Bruce Cooper Clarke (April 29, 1901 – March 17, 1988) was a United States Army general. He was a career officer who served in World War I, World War II, and the Korean War. He was the commander of Continental Army Command from 1958 to 1960, Commander, United States Army Europe from 1960 to 1962, and commanded the United States Army, Pacific from December 1954 to April 1956.

Early life and education
Clarke was born on a farm in Adams, New York, on April 29, 1901. He dropped out of high school to enlist in the United States Army in 1917, served in the Coast Artillery Corps during World War I, and gained appointment to the United States Military Academy through the New York National Guard. He graduated in 1925 with a commission in the Corps of Engineers. In addition to his degree from West Point, he earned a civil engineering degree from Cornell University and an LL.B. from La Salle Extension University. He also was an equivalent graduate of the National War College and is credited with starting the Non-Commissioned Officers Academy system.

Military career
In the Second World War, as a colonel and then a brigadier general, he commanded Combat Command A (CCA) of the 4th Armored Division in General George S. Patton's Third Army, leading it to victory over a superior German armored force at the Battle of Arracourt in September 1944. In December Clarke led the relief of St.
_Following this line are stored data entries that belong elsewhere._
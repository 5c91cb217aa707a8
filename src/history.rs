use crate::config::HistoryConfig;
use crate::error::{DoorwatchError, Result};
use serde::{Deserialize, Serialize};
use std::path::{Path, PathBuf};
use std::sync::Arc;
use tokio::fs;
use tokio::sync::RwLock;
use tracing::{debug, info, warn};

/// A single detection event as shown in the history feed.
///
/// Immutable once created; `time` is the display-formatted wall-clock
/// timestamp captured when the detection message arrived.
#[derive(Debug, Clone, PartialEq, Eq, Serialize, Deserialize)]
pub struct DetectionRecord {
    pub url: String,
    pub time: String,
}

impl DetectionRecord {
    pub fn new<S: Into<String>>(url: S, time: S) -> Self {
        Self {
            url: url.into(),
            time: time.into(),
        }
    }
}

/// Persisted, newest-first history of detection events.
///
/// The store owns the authoritative list; callers only observe snapshots.
/// Every append rewrites the whole persisted file. A crash between the
/// in-memory prepend and the persist loses that entry; the file is written
/// to a temp path and renamed so a partial write never corrupts it.
pub struct HistoryStore {
    config: HistoryConfig,
    records: Arc<RwLock<Vec<DetectionRecord>>>,
}

impl HistoryStore {
    pub fn new(config: HistoryConfig) -> Self {
        Self {
            config,
            records: Arc::new(RwLock::new(Vec::new())),
        }
    }

    fn path(&self) -> &Path {
        Path::new(&self.config.path)
    }

    /// Load persisted history at startup.
    ///
    /// A missing or malformed file starts an empty history; neither is
    /// surfaced as an error.
    pub async fn load(&self) -> Result<usize> {
        let loaded = read_history_file(self.path()).await;
        let count = loaded.len();

        let mut records = self.records.write().await;
        *records = loaded;

        info!("Loaded {} history entries from {}", count, self.config.path);
        Ok(count)
    }

    /// Prepend a record and persist the whole list.
    ///
    /// The write guard is held across the read-modify-write and the persist
    /// so concurrent appends cannot lose entries.
    pub async fn append(&self, record: DetectionRecord) -> Result<()> {
        let mut records = self.records.write().await;
        records.insert(0, record);

        if let Some(cap) = self.config.max_entries {
            if records.len() > cap {
                records.truncate(cap);
                debug!("History truncated to {} entries", cap);
            }
        }

        self.persist(&records).await
    }

    /// Re-read the persisted list, replacing the in-memory one.
    ///
    /// Used by the refresh gesture to reconcile against storage state,
    /// independent of the live connection.
    pub async fn refresh(&self) -> Result<usize> {
        let loaded = read_history_file(self.path()).await;
        let count = loaded.len();

        let mut records = self.records.write().await;
        *records = loaded;

        debug!("History refreshed from storage: {} entries", count);
        Ok(count)
    }

    /// Snapshot of the current history, newest first
    pub async fn records(&self) -> Vec<DetectionRecord> {
        self.records.read().await.clone()
    }

    pub async fn len(&self) -> usize {
        self.records.read().await.len()
    }

    pub async fn is_empty(&self) -> bool {
        self.records.read().await.is_empty()
    }

    async fn persist(&self, records: &[DetectionRecord]) -> Result<()> {
        let path = self.path();

        if let Some(parent) = path.parent() {
            if !parent.as_os_str().is_empty() && !parent.exists() {
                fs::create_dir_all(parent).await.map_err(|e| {
                    DoorwatchError::component(
                        "history",
                        &format!("Failed to create history directory: {}", e),
                    )
                })?;
            }
        }

        let serialized = serde_json::to_vec_pretty(records)?;

        // Write to a sibling temp file and rename so readers never observe
        // a half-written list.
        let tmp_path = temp_path(path);
        fs::write(&tmp_path, &serialized).await.map_err(|e| {
            DoorwatchError::component("history", &format!("Failed to write history: {}", e))
        })?;
        fs::rename(&tmp_path, path).await.map_err(|e| {
            DoorwatchError::component("history", &format!("Failed to replace history: {}", e))
        })?;

        debug!("Persisted {} history entries", records.len());
        Ok(())
    }
}

fn temp_path(path: &Path) -> PathBuf {
    let mut name = path
        .file_name()
        .map(|n| n.to_os_string())
        .unwrap_or_else(|| "history".into());
    name.push(".tmp");
    path.with_file_name(name)
}

/// Read and parse the persisted history file.
///
/// Missing or malformed data yields an empty list; the failure is logged
/// and swallowed.
async fn read_history_file(path: &Path) -> Vec<DetectionRecord> {
    let content = match fs::read_to_string(path).await {
        Ok(content) => content,
        Err(e) => {
            debug!("No readable history at {}: {}", path.display(), e);
            return Vec::new();
        }
    };

    match serde_json::from_str::<Vec<DetectionRecord>>(&content) {
        Ok(records) => records,
        Err(e) => {
            warn!(
                "Malformed history file {}, starting empty: {}",
                path.display(),
                e
            );
            Vec::new()
        }
    }
}

#[cfg(test)]
mod tests {
    use super::*;
    use tempfile::TempDir;

    fn store_in(dir: &TempDir, max_entries: Option<usize>) -> HistoryStore {
        HistoryStore::new(HistoryConfig {
            path: dir
                .path()
                .join("history.json")
                .to_string_lossy()
                .into_owned(),
            max_entries,
        })
    }

    #[tokio::test]
    async fn test_load_missing_file_starts_empty() {
        let dir = TempDir::new().unwrap();
        let store = store_in(&dir, None);

        assert_eq!(store.load().await.unwrap(), 0);
        assert!(store.is_empty().await);
    }

    #[tokio::test]
    async fn test_load_malformed_file_starts_empty() {
        let dir = TempDir::new().unwrap();
        let path = dir.path().join("history.json");
        std::fs::write(&path, "not json {{{").unwrap();

        let store = HistoryStore::new(HistoryConfig {
            path: path.to_string_lossy().into_owned(),
            max_entries: None,
        });

        assert_eq!(store.load().await.unwrap(), 0);
        assert!(store.is_empty().await);
    }

    #[tokio::test]
    async fn test_append_prepends_and_persists() {
        let dir = TempDir::new().unwrap();
        let store = store_in(&dir, None);
        store.load().await.unwrap();

        let r1 = DetectionRecord::new("https://x/a.png", "t1");
        let r2 = DetectionRecord::new("https://x/b.png", "t2");
        store.append(r1.clone()).await.unwrap();
        store.append(r2.clone()).await.unwrap();

        let records = store.records().await;
        assert_eq!(records, vec![r2.clone(), r1.clone()]);

        // A second store over the same file sees the persisted list
        let store2 = store_in(&dir, None);
        store2.load().await.unwrap();
        let records = store2.records().await;
        assert_eq!(records.first(), Some(&r2));
        assert_eq!(records.len(), 2);
    }

    #[tokio::test]
    async fn test_load_is_idempotent() {
        let dir = TempDir::new().unwrap();
        let store = store_in(&dir, None);
        store
            .append(DetectionRecord::new("https://x/a.png", "t1"))
            .await
            .unwrap();

        store.load().await.unwrap();
        let first = store.records().await;
        store.load().await.unwrap();
        let second = store.records().await;
        assert_eq!(first, second);
    }

    #[tokio::test]
    async fn test_refresh_rereads_storage() {
        let dir = TempDir::new().unwrap();
        let store = store_in(&dir, None);
        store
            .append(DetectionRecord::new("https://x/a.png", "t1"))
            .await
            .unwrap();

        // Another handle writes a second entry behind this store's back
        let other = store_in(&dir, None);
        other.load().await.unwrap();
        other
            .append(DetectionRecord::new("https://x/b.png", "t2"))
            .await
            .unwrap();

        assert_eq!(store.len().await, 1);
        assert_eq!(store.refresh().await.unwrap(), 2);
        assert_eq!(store.records().await[0].url, "https://x/b.png");
    }

    #[tokio::test]
    async fn test_max_entries_cap() {
        let dir = TempDir::new().unwrap();
        let store = store_in(&dir, Some(2));

        for i in 0..4 {
            store
                .append(DetectionRecord::new(
                    format!("https://x/{}.png", i),
                    format!("t{}", i),
                ))
                .await
                .unwrap();
        }

        let records = store.records().await;
        assert_eq!(records.len(), 2);
        assert_eq!(records[0].url, "https://x/3.png");
        assert_eq!(records[1].url, "https://x/2.png");
    }

    #[tokio::test]
    async fn test_persisted_field_names() {
        let dir = TempDir::new().unwrap();
        let store = store_in(&dir, None);
        store
            .append(DetectionRecord::new("https://x/a.png", "t1"))
            .await
            .unwrap();

        let content = std::fs::read_to_string(dir.path().join("history.json")).unwrap();
        let value: serde_json::Value = serde_json::from_str(&content).unwrap();
        assert_eq!(value[0]["url"], "https://x/a.png");
        assert_eq!(value[0]["time"], "t1");
    }
}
Vith during the Battle of the Bulge, which slowed the German attack. Writing afterward, General Eisenhower credited Clarke's actions as the "turning point" in that battle.

During the Korean War, Clarke commanded the 1st Armored Division, Fort Hood, Texas, from 1951 to 1953. He then transferred to Korea, where he commanded I Corps in 1953 and X Corps from 1953 to 1954. He also trained the First Republic of Korea Army.
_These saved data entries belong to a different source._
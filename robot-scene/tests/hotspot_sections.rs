mod common;

use bevy::prelude::*;
use common::{count, fixture_config, headless_app, load_state, sections, update_until};
use robot_scene::document::SectionId;
use robot_scene::engine::core::app_state::AppState;
use robot_scene::engine::core::config::{HotspotDef, HotspotId};
use robot_scene::engine::core::lifecycle::SceneLifecycleEvent;
use robot_scene::tools::hotspots::{HotspotMarker, HotspotPointerEvent, HoverState, PickTracker};

fn send(app: &mut App, event: HotspotPointerEvent) {
    app.world_mut().send_event(event);
    app.update();
}

fn highlighted(app: &App) -> Vec<String> {
    sections(app)
        .highlighted()
        .map(|section| section.as_str().to_string())
        .collect()
}

#[test]
fn hover_highlights_the_linked_section_until_leave() {
    let mut app = headless_app(fixture_config());
    app.update();

    send(&mut app, HotspotPointerEvent::Enter(HotspotId::new("power")));
    assert!(sections(&app).is_highlighted(&SectionId::new("6")));
    assert_eq!(highlighted(&app), vec!["6"]);

    send(&mut app, HotspotPointerEvent::Leave(HotspotId::new("power")));
    assert!(highlighted(&app).is_empty());
    assert_eq!(app.world().resource::<HoverState>().current(), None);
}

#[test]
fn click_scrolls_the_linked_section() {
    let mut app = headless_app(fixture_config());
    app.update();

    send(&mut app, HotspotPointerEvent::Click(HotspotId::new("power")));
    assert_eq!(sections(&app).scroll_history(), &[SectionId::new("6")]);

    send(&mut app, HotspotPointerEvent::Click(HotspotId::new("sensing")));
    assert_eq!(
        sections(&app).scroll_history(),
        &[SectionId::new("6"), SectionId::new("3")]
    );
    // Clicking does not touch the highlight.
    assert!(highlighted(&app).is_empty());
}

#[test]
fn hovering_another_hotspot_moves_the_highlight() {
    let mut app = headless_app(fixture_config());
    app.update();

    send(&mut app, HotspotPointerEvent::Enter(HotspotId::new("power")));
    send(&mut app, HotspotPointerEvent::Enter(HotspotId::new("computation")));

    assert_eq!(highlighted(&app), vec!["5"]);
    assert_eq!(
        app.world().resource::<HoverState>().current(),
        Some(&HotspotId::new("computation"))
    );

    // A stale leave for the previous hotspot changes nothing.
    send(&mut app, HotspotPointerEvent::Leave(HotspotId::new("power")));
    assert_eq!(highlighted(&app), vec!["5"]);
}

#[test]
fn missing_section_is_a_silent_no_op() {
    let mut config = fixture_config();
    config
        .hotspots
        .hotspots
        .push(HotspotDef::new("tail", "Tail", [0.0, 0.0, 0.0], "42"));
    let mut app = headless_app(config);
    app.update();

    send(&mut app, HotspotPointerEvent::Enter(HotspotId::new("tail")));
    send(&mut app, HotspotPointerEvent::Click(HotspotId::new("tail")));

    assert!(highlighted(&app).is_empty());
    assert!(sections(&app).scroll_history().is_empty());
    assert_eq!(
        app.world().resource::<HoverState>().current(),
        Some(&HotspotId::new("tail"))
    );
}

#[test]
fn unmount_clears_the_highlight() {
    let mut app = headless_app(fixture_config());
    app.update();

    send(&mut app, HotspotPointerEvent::Enter(HotspotId::new("structure")));
    assert_eq!(highlighted(&app), vec!["4"]);

    app.world_mut().send_event(SceneLifecycleEvent::Unmount);
    app.update();
    app.update();

    assert!(highlighted(&app).is_empty());
    assert_eq!(app.world().resource::<HoverState>().current(), None);
}

#[test]
fn markers_spawn_once_the_model_is_loaded() {
    let mut app = headless_app(fixture_config());

    assert!(update_until(&mut app, |app| {
        *app.world().resource::<State<AppState>>().get() == AppState::Running
    }));
    app.update();

    assert!(load_state(&app).is_loaded());
    assert_eq!(count::<HotspotMarker>(&mut app), 5);
}

#[test]
fn disabled_hotspots_spawn_no_markers_and_ignore_pointer_events() {
    let mut app = headless_app(fixture_config().with_hotspots_enabled(false));

    assert!(update_until(&mut app, |app| {
        *app.world().resource::<State<AppState>>().get() == AppState::Running
    }));
    app.update();
    assert_eq!(count::<HotspotMarker>(&mut app), 0);

    send(&mut app, HotspotPointerEvent::Enter(HotspotId::new("power")));
    send(&mut app, HotspotPointerEvent::Click(HotspotId::new("power")));

    assert!(highlighted(&app).is_empty());
    assert!(sections(&app).scroll_history().is_empty());
}

#[test]
fn remount_forgets_the_previous_pick() {
    let mut app = headless_app(fixture_config());
    let running =
        |app: &mut App| *app.world().resource::<State<AppState>>().get() == AppState::Running;
    assert!(update_until(&mut app, running));

    app.world_mut().resource_mut::<PickTracker>().update(
        Some(HotspotId::new("power")),
        Some(Vec2::new(10.0, 10.0)),
        false,
        false,
    );

    app.world_mut().send_event(SceneLifecycleEvent::Unmount);
    app.update();
    app.update();
    app.world_mut().send_event(SceneLifecycleEvent::Mount);
    assert!(update_until(&mut app, running));

    let mut tracker = app.world_mut().resource_mut::<PickTracker>();
    assert_eq!(tracker.picked(), None);
    // The cursor never moved, yet the fresh markers are entered again.
    assert_eq!(
        tracker.update(Some(HotspotId::new("power")), Some(Vec2::new(10.0, 10.0)), false, false),
        vec![HotspotPointerEvent::Enter(HotspotId::new("power"))]
    );
}
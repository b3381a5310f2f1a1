use bevy::prelude::*;

#[derive(Debug, Clone, Copy, Default, Eq, PartialEq, Hash, States)]
pub enum AppState {
    /// Model requested; the spinning placeholder is visible.
    #[default]
    Loading,
    /// Model spawned; hotspots and orbit controls are live.
    Running,
    /// Every load attempt failed; the failure notice is visible.
    LoadFailed,
    /// Scene torn down until the next mount.
    Unmounted,
}

impl AppState {
    pub fn as_str(&self) -> &'static str {
        match self {
            AppState::Loading => "loading",
            AppState::Running => "running",
            AppState::LoadFailed => "load_failed",
            AppState::Unmounted => "unmounted",
        }
    }
}

pub fn log_state_transitions(mut transitions: EventReader<StateTransitionEvent<AppState>>) {
    for transition in transitions.read() {
        if let (Some(from), Some(to)) = (transition.exited, transition.entered) {
            info!("→ {} → {}", from.as_str(), to.as_str());
        }
    }
}

/// Request `target`, cancelling any pending transition when already there.
///
/// `NextState::set` re-runs exit and enter schedules for an identity
/// transition, which would tear down state-scoped entities.
pub fn request_state(current: &State<AppState>, next: &mut NextState<AppState>, target: AppState) {
    if *current.get() == target {
        next.reset();
    } else {
        next.set(target);
    }
}
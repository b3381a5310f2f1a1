//! Point cloud material and its WGSL shader binding.
//!
//! Points are drawn as camera-facing quads with perspective size attenuation,
//! blended over a transparent clear colour.

/// Unlit, alpha-blended point material expanding quads in clip space.
pub mod point_cloud_material;

pub use point_cloud_material::PointCloudMaterial;
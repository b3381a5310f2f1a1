use bevy::prelude::*;

/// Decoded point cloud. Immutable once loaded.
#[derive(Asset, TypePath, Debug, Clone, Default)]
pub struct PointCloudGeometry {
    pub positions: Vec<Vec3>,
    pub normals: Vec<Vec3>,
}

impl PointCloudGeometry {
    /// Build geometry and compute vertex normals.
    ///
    /// With `faces`, normals are area-weighted face normals averaged per
    /// vertex. Without, consecutive vertex triples are treated as triangles
    /// and share a flat normal; a trailing partial triple keeps zero normals.
    pub fn from_positions(positions: Vec<Vec3>, faces: Option<&[[u32; 3]]>) -> Self {
        let normals = match faces {
            Some(faces) => indexed_vertex_normals(&positions, faces),
            None => sequential_vertex_normals(&positions),
        };
        Self { positions, normals }
    }

    pub fn vertex_count(&self) -> usize {
        self.positions.len()
    }

    pub fn is_empty(&self) -> bool {
        self.positions.is_empty()
    }

    /// Axis-aligned bounds, or `None` when empty.
    pub fn bounds(&self) -> Option<(Vec3, Vec3)> {
        let first = *self.positions.first()?;
        Some(
            self.positions
                .iter()
                .fold((first, first), |(min, max), &p| (min.min(p), max.max(p))),
        )
    }
}

fn indexed_vertex_normals(positions: &[Vec3], faces: &[[u32; 3]]) -> Vec<Vec3> {
    let mut normals = vec![Vec3::ZERO; positions.len()];

    for &[a, b, c] in faces {
        let (a, b, c) = (a as usize, b as usize, c as usize);
        let (Some(&pa), Some(&pb), Some(&pc)) =
            (positions.get(a), positions.get(b), positions.get(c))
        else {
            continue;
        };
        // Unnormalised cross product weights by face area.
        let face_normal = (pb - pa).cross(pc - pa);
        normals[a] += face_normal;
        normals[b] += face_normal;
        normals[c] += face_normal;
    }

    normals.iter().map(|n| n.normalize_or_zero()).collect()
}

fn sequential_vertex_normals(positions: &[Vec3]) -> Vec<Vec3> {
    let mut normals = vec![Vec3::ZERO; positions.len()];

    for (triangle, chunk) in positions.chunks_exact(3).enumerate() {
        let face_normal = (chunk[1] - chunk[0])
            .cross(chunk[2] - chunk[0])
            .normalize_or_zero();
        normals[triangle * 3..triangle * 3 + 3].fill(face_normal);
    }

    normals
}
//! Asynchronous model loading with retry and a mount guard.
//!
//! The PLY decode runs on the asset task pool. A polling system applies the
//! result on the main schedule, retries failures with exponential backoff and
//! discards anything that completes after the scene was unmounted.

/// Model loader resource and the polling system that spawns the point cloud.
pub mod model_loader;

/// Observable load state published to the scene and the RPC bridge.
pub mod progress;

/// Retry policy with exponential backoff between attempts.
pub mod retry;

pub use model_loader::{ModelLoader, poll_model_load};
pub use progress::ModelLoadState;
pub use retry::RetryPolicy;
Clarke was then assigned as Commanding General, United States Army Pacific in Hawaii from 1954 to 1956. After his tour in Hawaii, he commanded the Seventh United States Army in Germany from 1956 to 1958. He received a promotion to the rank of four-star general in August 1958. From 1958 to 1960 he commanded the Continental Army Command, heading the entire Army school system which, at the time, had over 250,000 participants.  From 1960 to 1962 he served as Commander in Chief of United States Army Europe, before retiring on April 30, 1962.

On October 18, 1971, the Supreme Council of the Scottish Rite for the Southern Jurisdiction of the United States conferred upon Clarke, a 33rd Degree Freemason, the Grand Cross of the Court of Honor. This is the highest Masonic award, with only 11 holders out of 600,000 Freemasons in the Southern Jurisdiction of the Scottish Rite.

Military decorations
Clarke's military decorations include the Distinguished Service Cross, three Army Distinguished Service Medals, three Silver Stars, the Legion of Merit, and three Bronze Star Medals. He also received decorations from foreign countries including France, Germany, Great Britain, Korea, and the Philippines.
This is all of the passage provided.